• veronika-wuyts

    Member
    February 10, 2021 at 6:06 am

    for the moment, the most challenging part is when my husband feels depressed and deeply distressed because of how his life is shortend (even if like all of ALS patients, there is no end date known) and all what he will be missing when he doesn’t want to go yet. I feel powerless and would so much try to get the most out of the time we still have…

    The advantage of being a self employed business coach, is that I can make up free all the time he needs now that he can’t drive anymore. I work from home (not just now with covid) so that makes me mostly always available. I feel because of the stress very limited “bandwith” for work. Doing what I have done the last 10 years, coaching, is a relief and energygiver. Having to do new things like learning all the online stuff asks so much more energy, which I not really have now.

    how do I try to help myself:

    – I try to take time out for myself when the weather is fine enough and go for a bike ride on my new e-bike, which I love

    – talk with friends who are there for me. That works best when they reach out first. I find it difficult to start first.

    – I also see a psychologist every 2 weeks.

    – monthly ostheopathy therapist or shiatsu session

    – write in my my diary

    – we already looked into all the possible help tools so we know it doesn’t stop necessarily when his bodypart stops doing what needs to be done.

    that is what I try to do now… we are almost 1 year into diagnosis and 20 months in to onset. His arms are more and more affected (right arm about useless, just the hand, but fingers also weaker every day) right arm gets worse too. Impact on eating, dressing, washing, no driving anymore, Voice gets worse…

    For the moment we still manage without extra tools or external help.

    • Amanda

      Member
      February 16, 2021 at 9:00 pm

      Veronika, you have posted such good information! It is understandable and normal for your husband to feel depressed and distressed.  I hope he is able to focus on good things most of the time.  I know that is very difficult for pALS, understandable.

      I think you are showing great strength and knowledge about how to take care of yourself and others.  I wish we all would see a professional when we have life changing stressors. I know that isn’t everyone’s go to way to deal with stress, I just believe very strongly in mental healthcare.

       

  • jenm

    Member
    February 18, 2021 at 4:02 pm

    Hi I am new here.

    My PALS is my mom. She lives alone still and my daughter and I are in the basement suite to be close and help when and however we can. I work full time and also help my grandpa who also lives alone at 95 years old.

    I find the hardest part not being able to look ahead and be as proactive as I would like to be. My mom was diagnosed in October 2019 and is in denial. she went from we are giving everything away to deciding it’s not ALS it’s lyme. Lyme isn’t as bad because it’s treatable. I see the progression and want to take action to meet the next step instead of waiting until it hits and then scrambling to find solutions. My mom however insists she is going to get better, and even tells my daughter (16) that by spring she will be walking again.

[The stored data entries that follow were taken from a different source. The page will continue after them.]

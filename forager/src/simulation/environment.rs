use std::f32::consts::TAU;

use macroquad::prelude::Vec2;
use rand::Rng;
use rapier2d::prelude::RigidBodyHandle;
use slotmap::SlotMap;

use crate::config::SimulationConfig;
use crate::error::SimError;
use crate::physics::{ColliderKind, ColliderTag, ContactStarted, PhysicsWorld};

use super::robot::{Robot, RobotKey};
use super::sim::StopHandle;
use super::waypoint::WaypointGraph;

pub type ResourceId = u32;

/// A collectible disc somewhere in the arena.
pub struct Resource {
    pub id: ResourceId,
    pub radius: f32,
    pub body: RigidBodyHandle,
}

/// The arena: waypoint grid, homebase drop-off region and the live resource
/// set, plus the collection rule applied after each physics step.
pub struct Environment {
    pub waypoints: WaypointGraph,
    pub resources: Vec<Resource>,
    pub collected_count: u32,
    /// Simulated time at which the last generated resource came home.
    pub finished_early_time: Option<f32>,
    pub homebase_body: RigidBodyHandle,
    pub homebase_size: f32,
    total_generated: u32,
    next_resource_id: ResourceId,
}

impl Environment {
    pub fn new(physics: &mut PhysicsWorld, config: &SimulationConfig) -> Result<Self, SimError> {
        let waypoints = WaypointGraph::generate_grid(
            config.waypoint_spacing,
            config.waypoint_cols,
            config.waypoint_rows,
            config.homebase_threshold,
        )?;
        let homebase_body = physics.add_homebase_body(
            Vec2::ZERO,
            config.homebase_size,
            ColliderTag::new(ColliderKind::Homebase, 0),
        );
        Ok(Self {
            waypoints,
            resources: Vec::new(),
            collected_count: 0,
            finished_early_time: None,
            homebase_body,
            homebase_size: config.homebase_size,
            total_generated: 0,
            next_resource_id: 0,
        })
    }

    /// Scatter `count` resources at a random angle and distance inside the
    /// annulus `[min_dist, max_dist]` around home.
    pub fn generate_resources(
        &mut self,
        physics: &mut PhysicsWorld,
        count: u32,
        radius: f32,
        min_dist: f32,
        max_dist: f32,
    ) {
        let mut rng = rand::thread_rng();
        for _ in 0..count {
            let angle = rng.gen_range(0.0..TAU);
            let dist = rng.gen_range(min_dist..=max_dist);
            let position = Vec2::new(angle.cos() * dist, angle.sin() * dist);
            self.spawn_resource(physics, position, radius);
        }
    }

    pub fn spawn_resource(
        &mut self,
        physics: &mut PhysicsWorld,
        position: Vec2,
        radius: f32,
    ) -> ResourceId {
        let id = self.next_resource_id;
        self.next_resource_id += 1;
        let body = physics.add_resource_body(
            position,
            radius,
            ColliderTag::new(ColliderKind::Resource, id as u64),
        );
        self.resources.push(Resource { id, radius, body });
        self.total_generated += 1;
        id
    }

    pub fn resource(&self, id: ResourceId) -> Option<&Resource> {
        self.resources.iter().find(|r| r.id == id)
    }

    pub fn total_generated(&self) -> u32 {
        self.total_generated
    }

    pub fn all_collected(&self) -> bool {
        self.total_generated > 0 && self.collected_count == self.total_generated
    }

    /// Post-step pass over the contacts the physics step reported. A
    /// resource touching the homebase is collected: every tethered robot is
    /// detached, the body removed and the counter bumped. Once the last
    /// generated resource comes home the completion time is recorded and the
    /// scheduler asked to stop.
    pub fn process_contacts(
        &mut self,
        events: &[ContactStarted],
        physics: &mut PhysicsWorld,
        robots: &mut SlotMap<RobotKey, Robot>,
        sim_time: f32,
        stop: &StopHandle,
    ) {
        for event in events {
            if let Some(id) = event.homebase_resource() {
                self.collect_resource(id as ResourceId, physics, robots);
            }
        }
        if self.all_collected() && self.finished_early_time.is_none() {
            self.finished_early_time = Some(sim_time);
            println!("All {} resources collected at t={sim_time:.2}s", self.total_generated);
            stop.request();
        }
    }

    fn collect_resource(
        &mut self,
        id: ResourceId,
        physics: &mut PhysicsWorld,
        robots: &mut SlotMap<RobotKey, Robot>,
    ) {
        // A stale event for an already-collected resource is possible when
        // several contacts begin in one step; count each resource once.
        let Some(index) = self.resources.iter().position(|r| r.id == id) else {
            return;
        };
        for (_, robot) in robots.iter_mut() {
            if robot.tether.map(|t| t.resource) == Some(id) {
                robot.detach(physics);
            }
        }
        let resource = self.resources.remove(index);
        physics.remove_body(resource.body);
        self.collected_count += 1;
        println!(
            "Collected resource {id} ({} / {})",
            self.collected_count, self.total_generated
        );
    }
}
use macroquad::prelude::Vec2;

use crate::error::SimError;

pub type WaypointId = u32;

/// Cardinal neighbor slots of a grid node.
#[derive(Debug, Clone, Copy, PartialEq, Eq)]
pub enum Direction {
    Up,
    Down,
    Left,
    Right,
}

impl Direction {
    pub const ALL: [Direction; 4] = [
        Direction::Up,
        Direction::Down,
        Direction::Left,
        Direction::Right,
    ];

    fn index(self) -> usize {
        match self {
            Direction::Up => 0,
            Direction::Down => 1,
            Direction::Left => 2,
            Direction::Right => 3,
        }
    }
}

/// One fixed navigation node of the arena's patrol grid. Created once at
/// environment setup and immutable afterwards; neighbors are ids into the
/// owning [`WaypointGraph`].
#[derive(Debug, Clone)]
pub struct Waypoint {
    pub id: WaypointId,
    pub position: Vec2,
    pub neighbors: [Option<WaypointId>; 4],
    pub is_homebase: bool,
}

impl Waypoint {
    pub fn neighbor(&self, dir: Direction) -> Option<WaypointId> {
        self.neighbors[dir.index()]
    }

    pub fn has_neighbors(&self) -> bool {
        self.neighbors.iter().any(|n| n.is_some())
    }

    /// Wire form `<id>,<x>,<y>,<True|False>`.
    pub fn to_message(&self) -> String {
        format!(
            "{},{},{},{}",
            self.id,
            self.position.x,
            self.position.y,
            if self.is_homebase { "True" } else { "False" }
        )
    }

    /// Parse the wire form back into a detached waypoint: id, position and
    /// homebase flag survive, neighbor links never do.
    pub fn from_message(message: &str) -> Result<Waypoint, SimError> {
        let malformed = || SimError::WaypointMessage(message.to_string());
        let mut parts = message.split(',');
        let id = parts
            .next()
            .and_then(|p| p.trim().parse::<WaypointId>().ok())
            .ok_or_else(malformed)?;
        let x = parts
            .next()
            .and_then(|p| p.trim().parse::<f32>().ok())
            .ok_or_else(malformed)?;
        let y = parts
            .next()
            .and_then(|p| p.trim().parse::<f32>().ok())
            .ok_or_else(malformed)?;
        let is_homebase = match parts.next().map(str::trim) {
            Some("True") => true,
            Some("False") => false,
            _ => return Err(malformed()),
        };
        if parts.next().is_some() {
            return Err(malformed());
        }
        Ok(Waypoint {
            id,
            position: Vec2::new(x, y),
            neighbors: [None; 4],
            is_homebase,
        })
    }
}

/// The fixed four-neighbor grid the robots patrol. One connected component
/// with at least one homebase-flagged node near the origin.
pub struct WaypointGraph {
    waypoints: Vec<Waypoint>,
    pub spacing: f32,
}

impl WaypointGraph {
    /// Build a `cols`×`rows` grid centered on the origin. Nodes within
    /// `homebase_threshold` of the origin are flagged homebase.
    pub fn generate_grid(
        spacing: f32,
        cols: u32,
        rows: u32,
        homebase_threshold: f32,
    ) -> Result<Self, SimError> {
        if cols == 0 || rows == 0 {
            return Err(SimError::Config(format!(
                "waypoint grid must be non-empty, got {cols}x{rows}"
            )));
        }
        if spacing <= 0.0 {
            return Err(SimError::Config(format!(
                "waypoint spacing must be positive, got {spacing}"
            )));
        }

        let x_offset = (cols - 1) as f32 / 2.0;
        let y_offset = (rows - 1) as f32 / 2.0;
        let node_id = |col: u32, row: u32| row * cols + col;

        let mut waypoints = Vec::with_capacity((cols * rows) as usize);
        for row in 0..rows {
            for col in 0..cols {
                let position = Vec2::new(
                    (col as f32 - x_offset) * spacing,
                    (row as f32 - y_offset) * spacing,
                );
                let mut neighbors = [None; 4];
                if row + 1 < rows {
                    neighbors[Direction::Up.index()] = Some(node_id(col, row + 1));
                }
                if row > 0 {
                    neighbors[Direction::Down.index()] = Some(node_id(col, row - 1));
                }
                if col > 0 {
                    neighbors[Direction::Left.index()] = Some(node_id(col - 1, row));
                }
                if col + 1 < cols {
                    neighbors[Direction::Right.index()] = Some(node_id(col + 1, row));
                }
                waypoints.push(Waypoint {
                    id: node_id(col, row),
                    position,
                    neighbors,
                    is_homebase: position.length() <= homebase_threshold,
                });
            }
        }

        let graph = Self { waypoints, spacing };
        if graph.homebase().is_none() {
            return Err(SimError::Config(format!(
                "no waypoint within {homebase_threshold} of the origin to flag as homebase"
            )));
        }
        Ok(graph)
    }

    pub fn get(&self, id: WaypointId) -> Option<&Waypoint> {
        self.waypoints.get(id as usize)
    }

    pub fn waypoints(&self) -> &[Waypoint] {
        &self.waypoints
    }

    pub fn len(&self) -> usize {
        self.waypoints.len()
    }

    pub fn is_empty(&self) -> bool {
        self.waypoints.is_empty()
    }

    /// The first homebase-flagged node.
    pub fn homebase(&self) -> Option<&Waypoint> {
        self.waypoints.iter().find(|w| w.is_homebase)
    }
}
use std::collections::HashMap;
use std::f32::consts::TAU;

use macroquad::prelude::Vec2;
use rapier2d::prelude::{ImpulseJointHandle, RigidBodyHandle};
use slotmap::{Key, new_key_type};

use crate::config::SimulationConfig;
use crate::controllers::Controller;
use crate::error::SimError;
use crate::physics::{ColliderKind, ColliderTag, PhysicsWorld};

use super::actuators::Actuators;
use super::environment::{Environment, ResourceId};
use super::sensors::{LidarHit, LidarReading, SensorSuite, SensorView};

new_key_type! {
    /// Key for the robot slotmap.
    pub struct RobotKey;
}

/// Physical build of one robot, derived from its two component masses. The
/// chassis is a cube sized by the combined component volume; drive force and
/// power draw scale with the motor mass. No electromechanical detail beyond
/// these bounds.
#[derive(Debug, Clone, Copy)]
pub struct RobotSpec {
    pub battery_mass: f32,
    pub motor_mass: f32,
}

impl RobotSpec {
    const BATTERY_DENSITY: f32 = 0.5;
    const MOTOR_DENSITY: f32 = 0.5;
    const CAPACITY_PER_BATTERY_KG: f32 = 1000.0;
    const FORCE_PER_MOTOR_KG: f32 = 700.0;
    const POWER_PER_MOTOR_KG: f32 = 1.0;

    pub fn new(battery_mass: f32, motor_mass: f32) -> Self {
        Self {
            battery_mass,
            motor_mass,
        }
    }

    pub fn total_volume(&self) -> f32 {
        self.battery_mass / Self::BATTERY_DENSITY + self.motor_mass / Self::MOTOR_DENSITY
    }

    /// Chassis side length: cube root of the combined component volume.
    pub fn side_length(&self) -> f32 {
        self.total_volume().cbrt()
    }

    pub fn mass(&self) -> f32 {
        self.battery_mass + self.motor_mass
    }

    /// Peak force of one wheel motor at full command.
    pub fn max_force(&self) -> f32 {
        self.motor_mass * Self::FORCE_PER_MOTOR_KG
    }

    pub fn battery_capacity(&self) -> f32 {
        self.battery_mass * Self::CAPACITY_PER_BATTERY_KG
    }

    /// Power drawn by the drive at the given motor commands.
    pub fn drive_power(&self, left: f32, right: f32) -> f32 {
        (left.abs() + right.abs()) * self.motor_mass * Self::POWER_PER_MOTOR_KG
    }
}

/// The removable physical link between a robot and the resource it tows.
#[derive(Debug, Clone, Copy)]
pub struct Tether {
    pub resource: ResourceId,
    pub joint: ImpulseJointHandle,
}

/// One robot: a physics body, a sensor/actuator pair and a controller, plus
/// the per-tick lifecycle hooks the scheduler drives (sense, act, cleanup).
pub struct Robot {
    pub key: RobotKey,
    pub body: RigidBodyHandle,
    pub spec: RobotSpec,
    pub sensors: SensorSuite,
    pub actuators: Actuators,
    pub controller: Box<dyn Controller>,
    pub tether: Option<Tether>,

    pub battery_remaining: f32,
    pub ignore_battery: bool,

    pub num_lidar_rays: usize,
    pub lidar_range: f32,
    pub light_range: f32,
    pub comms_range: f32,
}

impl Robot {
    /// Create the robot and its physics body. Called from
    /// `SlotMap::insert_with_key` so the collider tag carries the final key.
    pub fn new(
        key: RobotKey,
        physics: &mut PhysicsWorld,
        config: &SimulationConfig,
        spec: RobotSpec,
        position: Vec2,
        angle: f32,
        controller: Box<dyn Controller>,
    ) -> Self {
        let tag = ColliderTag::new(ColliderKind::Robot, key.data().as_ffi());
        let body = physics.add_robot_body(
            position,
            angle,
            spec.side_length(),
            spec.mass(),
            config.robot_collision,
            tag,
        );
        Self {
            key,
            body,
            spec,
            sensors: SensorSuite::default(),
            actuators: Actuators::default(),
            controller,
            tether: None,
            battery_remaining: spec.battery_capacity(),
            ignore_battery: config.ignore_battery,
            num_lidar_rays: config.num_lidar_rays,
            lidar_range: config.lidar_range,
            light_range: config.light_range,
            comms_range: config.comms_range,
        }
    }

    /// Sense phase: recompute the lidar sweep. Rays are evenly spaced
    /// starting at the current heading, each a nearest-hit query that skips
    /// this robot's own body.
    pub fn sense(&mut self, physics: &PhysicsWorld) {
        let (position, heading) = physics.pose(self.body);
        self.sensors.lidar.clear();
        if self.num_lidar_rays == 0 {
            return;
        }
        let step = TAU / self.num_lidar_rays as f32;
        for ray in 0..self.num_lidar_rays {
            let offset = ray as f32 * step;
            let (distance, hit) =
                match physics.cast_ray(position, heading + offset, self.lidar_range, self.body) {
                    Some((tag, dist)) => (dist, lidar_hit_from_tag(tag)),
                    None => (self.lidar_range, None),
                };
            self.sensors.lidar.push(LidarReading {
                angle: offset,
                distance,
                hit,
            });
        }
    }

    /// Act phase: run the controller over this tick's sensor view, then
    /// apply tether requests, counter bumps, battery drain and wheel forces.
    pub fn act(
        &mut self,
        dt: f32,
        physics: &mut PhysicsWorld,
        env: &Environment,
        counters: &mut HashMap<String, f64>,
    ) -> Result<(), SimError> {
        let (position, heading) = physics.pose(self.body);
        let speed = physics.speed(self.body);

        self.actuators.begin_tick();
        let view = SensorView {
            position,
            heading,
            speed,
            dt,
            lidar: &self.sensors.lidar,
            lights: &self.sensors.lights,
            inbox: &self.sensors.inbox,
            graph: &env.waypoints,
        };
        self.controller.update(&view, &mut self.actuators)?;

        if self.actuators.take_detach_request() {
            self.detach(physics);
        }
        if let Some(resource) = self.actuators.take_attach_request() {
            self.attach(physics, env, resource);
        }
        for name in self.actuators.drain_counter_bumps() {
            *counters.entry(name).or_insert(0.0) += 1.0;
        }

        let (left, right) = self.actuators.motors();
        let mut left_force = left * self.spec.max_force();
        let mut right_force = right * self.spec.max_force();
        if !self.ignore_battery {
            self.battery_remaining -= self.spec.drive_power(left, right) * dt;
            if self.battery_remaining <= 0.0 {
                self.battery_remaining = 0.0;
                left_force = 0.0;
                right_force = 0.0;
            }
        }
        physics.apply_wheel_forces(
            self.body,
            left_force,
            right_force,
            self.spec.side_length() / 2.0,
        );
        Ok(())
    }

    /// Cleanup phase: drop this tick's detections and inbox.
    pub fn cleanup(&mut self) {
        self.sensors.clear_transient();
    }

    fn attach(&mut self, physics: &mut PhysicsWorld, env: &Environment, resource: ResourceId) {
        if let Some(tether) = &self.tether {
            if tether.resource == resource {
                // Already holding this one.
                return;
            }
            self.detach(physics);
        }
        // The resource can be gone by the time the request lands (collected
        // earlier this tick); that is not an error.
        let Some(res) = env.resource(resource) else {
            return;
        };
        let joint = physics.attach_tether(self.body, res.body, res.radius);
        self.tether = Some(Tether { resource, joint });
    }

    /// Release the tether if any. Safe to call when not attached.
    pub fn detach(&mut self, physics: &mut PhysicsWorld) {
        if let Some(tether) = self.tether.take() {
            physics.release_tether(tether.joint);
        }
    }
}

fn lidar_hit_from_tag(tag: ColliderTag) -> Option<LidarHit> {
    match tag.kind {
        ColliderKind::Robot => Some(LidarHit::Robot(RobotKey::from(slotmap::KeyData::from_ffi(
            tag.id,
        )))),
        ColliderKind::Resource => Some(LidarHit::Resource(tag.id as ResourceId)),
        ColliderKind::Homebase => None,
    }
}

#[cfg(test)]
mod tests {
    use super::*;

    #[test]
    fn test_spec_chassis_from_component_volumes() {
        // 15 kg battery + 1 kg motor at density 0.5: volume 32, side 32^(1/3).
        let spec = RobotSpec::new(15.0, 1.0);
        assert!((spec.total_volume() - 32.0).abs() < 1e-4);
        assert!((spec.side_length() - 32.0f32.cbrt()).abs() < 1e-4);
        assert_eq!(spec.mass(), 16.0);
    }

    #[test]
    fn test_spec_battery_and_power_scale_with_masses() {
        let spec = RobotSpec::new(2.0, 0.5);
        assert_eq!(spec.battery_capacity(), 2000.0);
        // Power draw follows the commanded magnitudes.
        assert_eq!(spec.drive_power(1.0, 1.0), 1.0);
        assert_eq!(spec.drive_power(-1.0, 1.0), 1.0);
        assert_eq!(spec.drive_power(0.5, 0.0), 0.25);
        // Force scales with motor mass alone.
        assert_eq!(RobotSpec::new(10.0, 1.0).max_force(), RobotSpec::new(1.0, 1.0).max_force());
    }
}
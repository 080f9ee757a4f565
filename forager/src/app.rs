use std::f32::consts::TAU;
use std::sync::{Arc, Mutex, mpsc};
use std::thread;
use std::time::{Duration, Instant};

use anyhow::Result;
use macroquad::prelude::*;
use ::rand::Rng;

use crate::config::SimulationConfig;
use crate::controllers::RecruitController;
use crate::engine::Renderer;
use crate::simulation::{RobotSpec, RunReport, Simulation};

/// Pose snapshot published by the logic thread after every tick; the render
/// role reads nothing else.
#[derive(Clone, Default)]
pub struct RenderSnapshot {
    pub tick: u64,
    pub sim_time: f32,
    pub collected: u32,
    pub total: u32,
    pub robots: Vec<RobotView>,
    pub resources: Vec<ResourceView>,
    pub tethers: Vec<(Vec2, Vec2)>,
}

#[derive(Clone, Copy)]
pub struct RobotView {
    pub position: Vec2,
    pub heading: f32,
    pub side: f32,
    pub beacon: bool,
    pub light_range: f32,
}

#[derive(Clone, Copy)]
pub struct ResourceView {
    pub position: Vec2,
    pub radius: f32,
}

#[derive(Clone, Copy)]
pub struct WaypointView {
    pub position: Vec2,
    pub is_homebase: bool,
}

/// Build a simulation from the config: the resource field plus a colony of
/// recruit-foragers starting on the homebase with spread-out headings.
pub fn build_simulation(config: &SimulationConfig) -> Result<Simulation> {
    let mut sim = Simulation::new(config)?;
    sim.generate_resources();
    let spec = RobotSpec::new(config.battery_mass, config.motor_mass);
    let mut rng = ::rand::thread_rng();
    for _ in 0..config.robot_count {
        let angle = rng.gen_range(0.0..TAU);
        sim.add_robot(spec, Vec2::ZERO, angle, Box::new(RecruitController::new()));
    }
    Ok(sim)
}

/// Batch mode: no render role, logic runs unthrottled to completion.
pub fn run_batch(config: &SimulationConfig) -> Result<RunReport> {
    let mut sim = build_simulation(config)?;
    Ok(sim.run()?)
}

/// Real-time mode. The logic role runs on its own thread; this (main)
/// thread is the render role. The two meet on a zero-capacity rendezvous
/// channel: the render role offers one frame token per vsync'd frame and the
/// logic role takes exactly one token per tick, so neither side ever runs
/// ahead of the other.
pub async fn run_realtime(config: SimulationConfig) {
    let mut sim = match build_simulation(&config) {
        Ok(sim) => sim,
        Err(e) => {
            eprintln!("Failed to set up simulation: {e}");
            return;
        }
    };

    let waypoints: Vec<WaypointView> = sim
        .environment
        .waypoints
        .waypoints()
        .iter()
        .map(|w| WaypointView {
            position: w.position,
            is_homebase: w.is_homebase,
        })
        .collect();

    let stop = sim.stop_handle();
    let snapshot = Arc::new(Mutex::new(make_snapshot(&sim)));
    let (frame_tx, frame_rx) = mpsc::sync_channel::<()>(0);

    let logic_stop = stop.clone();
    let logic_snapshot = Arc::clone(&snapshot);
    let delta_time = sim.delta_time();
    let budget_ticks = config
        .max_sim_seconds
        .map(|secs| (secs * config.tick_rate as f32).ceil() as u64);
    let logic = thread::spawn(move || {
        let tick_alert = Duration::from_secs_f32(delta_time * 1.2);
        while !logic_stop.is_requested() {
            // Wait for the render role to hand over this frame's tick.
            if frame_rx.recv().is_err() {
                break;
            }
            let tick_started = Instant::now();
            if let Err(e) = sim.step() {
                eprintln!("Simulation aborted: {e}");
                logic_stop.request();
                break;
            }
            let elapsed = tick_started.elapsed();
            if elapsed > tick_alert {
                eprintln!(
                    "Warning: tick {} took {:.1}ms, budget is {:.1}ms",
                    sim.tick,
                    elapsed.as_secs_f32() * 1000.0,
                    delta_time * 1000.0
                );
            }
            if let Some(budget) = budget_ticks {
                if sim.tick >= budget {
                    logic_stop.request();
                }
            }
            if let Ok(mut shared) = logic_snapshot.lock() {
                *shared = make_snapshot(&sim);
            }
        }
        sim.report()
    });

    let mut renderer = Renderer::new(config.arena_size, waypoints, config.homebase_size);
    while !stop.is_requested() {
        if is_key_pressed(KeyCode::Escape) {
            stop.request();
            break;
        }
        // Offer this frame's tick; blocks until the logic role takes it.
        if frame_tx.send(()).is_err() {
            break;
        }
        renderer.process_camera_input();
        let current = match snapshot.lock() {
            Ok(shared) => shared.clone(),
            Err(_) => break,
        };
        renderer.render(&current);
        next_frame().await;
    }

    // Dropping our end unblocks a logic role waiting on the rendezvous.
    drop(frame_tx);
    match logic.join() {
        Ok(report) => print_report(&report),
        Err(_) => eprintln!("Logic thread panicked"),
    }
}

pub fn print_report(report: &RunReport) {
    println!("Run counters:");
    let mut names: Vec<&String> = report.counters.keys().collect();
    names.sort();
    for name in names {
        println!("  {name}: {}", report.counters[name]);
    }
}

fn make_snapshot(sim: &Simulation) -> RenderSnapshot {
    let mut robots = Vec::with_capacity(sim.robots.len());
    let mut tethers = Vec::new();
    for (_, robot) in sim.robots.iter() {
        let (position, heading) = sim.physics.pose(robot.body);
        robots.push(RobotView {
            position,
            heading,
            side: robot.spec.side_length(),
            beacon: robot.actuators.beacon(),
            light_range: robot.light_range,
        });
        if let Some(tether) = &robot.tether {
            if let Some(resource) = sim.environment.resource(tether.resource) {
                let (resource_pos, _) = sim.physics.pose(resource.body);
                tethers.push((position, resource_pos));
            }
        }
    }
    let resources = sim
        .environment
        .resources
        .iter()
        .map(|resource| {
            let (position, _) = sim.physics.pose(resource.body);
            ResourceView {
                position,
                radius: resource.radius,
            }
        })
        .collect();
    RenderSnapshot {
        tick: sim.tick,
        sim_time: sim.sim_time,
        collected: sim.environment.collected_count,
        total: sim.environment.total_generated(),
        robots,
        resources,
        tethers,
    }
}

    Our house isn’t wheelchair accessible. We had a stairlift put in and she is kind of getting around a little with a walker, but I know that won’t be for much longer. As she is currently unable to step up even a few inches she is no longer able to get in and out of the house at all and we are having ramps installed. Just a stopgap though as I don’t know how we would do the lift into a chair at the top or bottom of the stairs…

    She manages all my grandpas finances and is his executor and I am afraid of what will happen to him when she can no longer manage. She is not willing to discuss any of this and I am feeling at such a loss. I understand she is losing so much and has a need to maintain what control she can but I don’t know how to cope with all this either.

    My mom can no longer cook for herself so I have been busy trying to stock her freezer with ready cooked meals. It means after working all day I have come home and spent hours cooking, trying to get ahead of the need. Even when she finally does allow home health to come in they won’t cook, only heat food up. I just wish she would let them come and start helping.  She has been falling more, and as I said I work full time, last time she was on the floor for 2 hours before I found her.

    My mental health is struggling. I am doing the best I can but it just never really feels like enough. how do you find the balance?